Category: Academic,Hackers,Teaching — Biella @ 8:19 am

The fall semester is right around the corner and I have spent the last week obsessively tweaking my hacker course. I think I finally crafted a syllabus I can live with for the rest of the semester.

I say “live with” because of what I excluded, which I simply did not want to (notably there is no material on DeCSS/DMCA, hacking the I-Phone, and I wanted to do more on encryption). But the good thing is I will be teaching this again in the future and will learn how to rotate in and out some of this material. Now I am off to enjoy a final free day before teaching responsibilities really begin.

August 31, 2008

The making of

Category: Academic,Books/Articles,Chris_Kelty,F/OSS,IP Law,Politics,Tech — Biella @ 5:34 am

One of my favorite things to watch are the “making of [movie, documentary etc] segments that are now routinely included in any DVD. It is nice to look behind the curtain and see exactly what choices are made, what is excluded, and why they are made.

I wish that more books, especially academic ones, had a “making of” section, giving a window into these choices. We are not exactly encouraged to include this commentary in the book itself but one can find this type of insight in author interview. I recently read one such interview with the author of Two Bits: The Cultural Significance of Free Software. The interview is on his site and the original is here.

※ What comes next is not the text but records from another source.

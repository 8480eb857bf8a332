//! Session-to-deployment affinity map.
//!
//! A bounded map from session identifier to the deployment name last
//! chosen for it, with least-recently-used eviction. Lookups bump
//! recency. Operations never suspend, so the map lives behind a plain
//! mutex in the switchboard.

use std::collections::HashMap;

#[derive(Debug)]
pub(crate) struct SessionMap {
    capacity: usize,
    entries: HashMap<String, SessionEntry>,
    /// Monotonic tick standing in for wall-clock recency.
    clock: u64,
}

#[derive(Debug)]
struct SessionEntry {
    deployment: String,
    last_used: u64,
}

impl SessionMap {
    pub(crate) fn new(capacity: usize) -> Self {
        assert!(capacity > 0, "session map capacity must be positive");
        Self {
            capacity,
            entries: HashMap::new(),
            clock: 0,
        }
    }

    /// Look up the deployment bound to a session, refreshing its recency.
    pub(crate) fn get(&mut self, session_id: &str) -> Option<&str> {
        self.clock += 1;
        let clock = self.clock;
        let entry = self.entries.get_mut(session_id)?;
        entry.last_used = clock;
        Some(entry.deployment.as_str())
    }

    /// Bind (or rebind) a session to a deployment, evicting the least
    /// recently used entry on overflow.
    pub(crate) fn insert(&mut self, session_id: &str, deployment: &str) {
        self.clock += 1;
        if let Some(entry) = self.entries.get_mut(session_id) {
            entry.deployment = deployment.to_string();
            entry.last_used = self.clock;
            return;
        }

        if self.entries.len() >= self.capacity {
            self.evict_lru();
        }
        self.entries.insert(
            session_id.to_string(),
            SessionEntry {
                deployment: deployment.to_string(),
                last_used: self.clock,
            },
        );
    }

    pub(crate) fn remove(&mut self, session_id: &str) {
        self.entries.remove(session_id);
    }

    pub(crate) fn len(&self) -> usize {
        self.entries.len()
    }

    fn evict_lru(&mut self) {
        let oldest = self
            .entries
            .iter()
            .min_by_key(|(_, entry)| entry.last_used)
            .map(|(id, _)| id.clone());
        if let Some(id) = oldest {
            self.entries.remove(&id);
        }
    }
}

#[cfg(test)]
mod tests {
    use super::*;

    #[test]
    fn get_returns_bound_deployment() {
        let mut sessions = SessionMap::new(4);
        sessions.insert("s1", "east");
        assert_eq!(sessions.get("s1"), Some("east"));
        assert_eq!(sessions.get("unknown"), None);
    }

    #[test]
    fn rebinding_overwrites_existing_entry() {
        let mut sessions = SessionMap::new(4);
        sessions.insert("s1", "east");
        sessions.insert("s1", "west");
        assert_eq!(sessions.get("s1"), Some("west"));
        assert_eq!(sessions.len(), 1);
    }

    #[test]
    fn overflow_evicts_least_recently_used() {
        let mut sessions = SessionMap::new(2);
        sessions.insert("s1", "east");
        sessions.insert("s2", "west");

        // Touch s1 so s2 becomes the LRU entry.
        sessions.get("s1");
        sessions.insert("s3", "east");

        assert_eq!(sessions.len(), 2);
        assert_eq!(sessions.get("s2"), None);
        assert_eq!(sessions.get("s1"), Some("east"));
        assert_eq!(sessions.get("s3"), Some("east"));
    }

    #[test]
    fn remove_is_explicit() {
        let mut sessions = SessionMap::new(2);
        sessions.insert("s1", "east");
        sessions.remove("s1");
        assert_eq!(sessions.get("s1"), None);
    }
}
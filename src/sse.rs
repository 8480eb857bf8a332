//! SSE (Server-Sent Events) decoding for streamed completions.
//!
//! Deployments stream chunked completions as SSE, and the network is free
//! to split one event's JSON payload across several reads. Bytes are
//! therefore staged in an [`EventBuffer`] that only releases whole events
//! (a blank line, `\n\n`, ends one), and decoding happens per event. The
//! `data: [DONE]` sentinel marks the end of the stream.

use crate::errors::SwitchboardError;
use crate::models::ChatCompletionChunk;
use bytes::{Bytes, BytesMut};
use futures_util::Stream;
use std::pin::Pin;
use std::task::{Context, Poll, ready};

/// Staging area between raw network reads and whole SSE events.
///
/// Keeps a cursor over the bytes already searched so repeated polls don't
/// rescan the head of a large half-finished event.
#[derive(Default)]
struct EventBuffer {
    bytes: BytesMut,
    searched: usize,
}

impl EventBuffer {
    fn push(&mut self, chunk: &[u8]) {
        self.bytes.extend_from_slice(chunk);
    }

    /// Carve off the next complete event, terminator included.
    fn pop_event(&mut self) -> Option<Bytes> {
        // Back up one byte: the terminator may straddle the previous
        // search boundary.
        let start = self.searched.saturating_sub(1);
        for i in start..self.bytes.len().saturating_sub(1) {
            if self.bytes[i] == b'\n' && self.bytes[i + 1] == b'\n' {
                self.searched = 0;
                return Some(self.bytes.split_to(i + 2).freeze());
            }
        }
        self.searched = self.bytes.len();
        None
    }

    /// Whatever is left once the upstream closes, which may be a
    /// truncated event.
    fn take_rest(&mut self) -> Option<Bytes> {
        if self.bytes.is_empty() {
            None
        } else {
            Some(self.bytes.split().freeze())
        }
    }
}

/// Adapts a raw byte stream into a stream of whole SSE events.
pub(crate) struct SseEventStream<S> {
    upstream: S,
    events: EventBuffer,
    done: bool,
}

impl<S> SseEventStream<S> {
    pub(crate) fn new(upstream: S) -> Self {
        Self {
            upstream,
            events: EventBuffer::default(),
            done: false,
        }
    }
}

impl<S, E> Stream for SseEventStream<S>
where
    S: Stream<Item = Result<Bytes, E>> + Unpin,
    E: std::fmt::Display,
{
    type Item = Result<Bytes, SwitchboardError>;

    fn poll_next(self: Pin<&mut Self>, cx: &mut Context<'_>) -> Poll<Option<Self::Item>> {
        let this = self.get_mut();

        loop {
            if let Some(event) = this.events.pop_event() {
                return Poll::Ready(Some(Ok(event)));
            }
            if this.done {
                return Poll::Ready(this.events.take_rest().map(Ok));
            }
            match ready!(Pin::new(&mut this.upstream).poll_next(cx)) {
                Some(Ok(chunk)) => this.events.push(&chunk),
                Some(Err(e)) => {
                    return Poll::Ready(Some(Err(SwitchboardError::Stream(e.to_string()))));
                }
                None => this.done = true,
            }
        }
    }
}

/// Decode one buffered SSE event into a completion chunk.
///
/// Returns `Ok(None)` for events that carry no chunk: comments, empty
/// keep-alive lines, and the `[DONE]` terminator.
pub(crate) fn decode_event(event: &[u8]) -> Result<Option<ChatCompletionChunk>, SwitchboardError> {
    let text = std::str::from_utf8(event)
        .map_err(|e| SwitchboardError::Stream(format!("non-utf8 SSE event: {e}")))?;

    for line in text.lines() {
        let Some(data) = line.strip_prefix("data:") else {
            continue;
        };
        let data = data.trim();
        if data.is_empty() || data.starts_with(':') {
            continue;
        }
        if data == "[DONE]" {
            return Ok(None);
        }
        let chunk = serde_json::from_str(data)
            .map_err(|e| SwitchboardError::Stream(format!("bad chunk payload: {e}")))?;
        return Ok(Some(chunk));
    }

    Ok(None)
}

#[cfg(test)]
mod tests {
    use super::*;
    use futures_util::StreamExt;
    use std::convert::Infallible;

    #[test]
    fn buffer_holds_partial_events_back() {
        let mut buffer = EventBuffer::default();
        buffer.push(b"data: {\"choi");
        assert!(buffer.pop_event().is_none());

        buffer.push(b"ces\": []}\n\n");
        assert_eq!(
            buffer.pop_event().as_deref(),
            Some(b"data: {\"choices\": []}\n\n".as_slice())
        );
        assert!(buffer.pop_event().is_none());
    }

    #[test]
    fn buffer_releases_queued_events_one_at_a_time() {
        let mut buffer = EventBuffer::default();
        buffer.push(b"data: first\n\ndata: second\n\ndata: par");

        assert_eq!(buffer.pop_event().as_deref(), Some(b"data: first\n\n".as_slice()));
        assert_eq!(
            buffer.pop_event().as_deref(),
            Some(b"data: second\n\n".as_slice())
        );
        assert!(buffer.pop_event().is_none());
        assert_eq!(buffer.take_rest().as_deref(), Some(b"data: par".as_slice()));
    }

    #[test]
    fn buffer_finds_terminator_straddling_two_reads() {
        let mut buffer = EventBuffer::default();
        buffer.push(b"data: test\n");
        assert!(buffer.pop_event().is_none());

        buffer.push(b"\ndata: next\n\n");
        assert_eq!(buffer.pop_event().as_deref(), Some(b"data: test\n\n".as_slice()));
        assert_eq!(buffer.pop_event().as_deref(), Some(b"data: next\n\n".as_slice()));
    }

    fn reads(
        chunks: Vec<&'static [u8]>,
    ) -> impl Stream<Item = Result<Bytes, Infallible>> + Unpin {
        futures_util::stream::iter(chunks.into_iter().map(|c| Ok(Bytes::from_static(c))))
    }

    #[tokio::test]
    async fn stream_yields_whole_events_across_read_boundaries() {
        let stream = SseEventStream::new(reads(vec![
            b"data: a\n\ndata: b".as_slice(),
            b"cd\n\n".as_slice(),
        ]));
        let events: Vec<_> = stream.map(|e| e.unwrap()).collect().await;

        assert_eq!(events.len(), 2);
        assert_eq!(events[0].as_ref(), b"data: a\n\n");
        assert_eq!(events[1].as_ref(), b"data: bcd\n\n");
    }

    #[tokio::test]
    async fn stream_flushes_trailing_bytes_at_close() {
        let stream = SseEventStream::new(reads(vec![b"data: unterminated".as_slice()]));
        let events: Vec<_> = stream.map(|e| e.unwrap()).collect().await;

        assert_eq!(events.len(), 1);
        assert_eq!(events[0].as_ref(), b"data: unterminated");
    }

    #[tokio::test]
    async fn stream_surfaces_upstream_errors() {
        let upstream = futures_util::stream::iter(vec![
            Ok(Bytes::from_static(b"data: ok\n\n")),
            Err("connection reset"),
        ]);
        let events: Vec<_> = SseEventStream::new(upstream).collect().await;

        assert!(events[0].is_ok());
        assert!(matches!(&events[1], Err(SwitchboardError::Stream(m)) if m.contains("reset")));
    }

    #[test]
    fn decode_skips_done_sentinel() {
        assert!(decode_event(b"data: [DONE]\n\n").unwrap().is_none());
    }

    #[test]
    fn decode_parses_chunk_payload() {
        let event = br#"data: {"id":"c-1","choices":[{"index":0,"delta":{"content":"hi"},"finish_reason":null}]}

"#;
        let chunk = decode_event(event).unwrap().unwrap();
        assert_eq!(chunk.id.as_deref(), Some("c-1"));
        assert_eq!(
            chunk.choices[0].delta.as_ref().unwrap().content.as_deref(),
            Some("hi")
        );
    }

    #[test]
    fn decode_rejects_malformed_json() {
        assert!(decode_event(b"data: {not json}\n\n").is_err());
    }

    #[test]
    fn decode_ignores_comments_and_blank_lines() {
        assert!(decode_event(b": keep-alive\n\n").unwrap().is_none());
        assert!(decode_event(b"\n\n").unwrap().is_none());
    }
}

There are a couple of things that I found particularly interesting, such as how to treat iconic figures such as RMS and ESR [not as researchers, for example :-) ] and the importance of letting your research and thinking brew over a fairly long period of time, despite the pressure of publishing fast, quick and dirty, which is especially strong with anything “digital.”

The book is hefty and long, but as is emphasized in the interview, it is also pragmatic and readable. If folks on Planet have not yet checked it out and are not ready to commit to a long book, I would checkout Chapter 6 on the creation of the copyleft. It is sure to please academics and geeks alike.

August 18, 2008

Anthropology of/in Circulation: The Future of Open Access and Scholarly Societies,

Category: Academic,Books/Articles,Open Access — Biella @ 4:00 pm

Anthropology and the social sciences in general are not at the forefront of thinking of open access in publishing but thanfkfully there is a crew of anthropologists who are thinking about such questions and have some insights about the (sorry) direction our national organization has decided to take. Read more about it here. The interviews are featured in this Cultural Anthropology piece.

August 5, 2008

Nice Website

Category: Academic,Aesthetics,Canada,IP Law,Politics,Tech — Biella @ 5:37 am

For the most part, university websites are not the most flattering in the world, nor are academic conference websites. But this one Copyright’s Counterparts is quite nice (and the theme also interesting). Makes me wonder, actually, about how copyrightable the design of a website is. Does anyone know? update: Not sure why my links don’t work on planet :-( I will have to figure that out after I get back from Canada.Update again: OUCH, ok there are issues with the website thanks to le flash raised in the comments. But I still think it looks good and I am sure that aesthetic could be transfered using non-flash technology!

July 15, 2008

For the love of data

Category: Academic,Tech — Biella @ 10:08 am

I love Zotero and now with this new news, my love, I think, will just grow.

July 6, 2008

To be a nerd is to be …

Category: Academic,Books/Articles,Geekitude,Tech — Biella @ 6:26 am

A month ago, I picked up a copy of Benjamin Nugent’s American Nerd, and finally got around to reading it the last few days. The prospect of reading an entire book on nerds was exciting—I was a nerd after all—but I have to admit, I was also a little skeptical when I first leafed through the pages. I thought there might be too much auto-biographical mush filling the pages. But I was pleasantly surprised. Within his cool, calm, accessible, and measured prose, there is, to be sure, a dose of autobiographical tales (and this is part of what gives him his “cred”) but these are weaved richly and deftly into a series of ruminations and explanations—anthropological, psychological, literary, and historical in nature—on what makes up a nerd.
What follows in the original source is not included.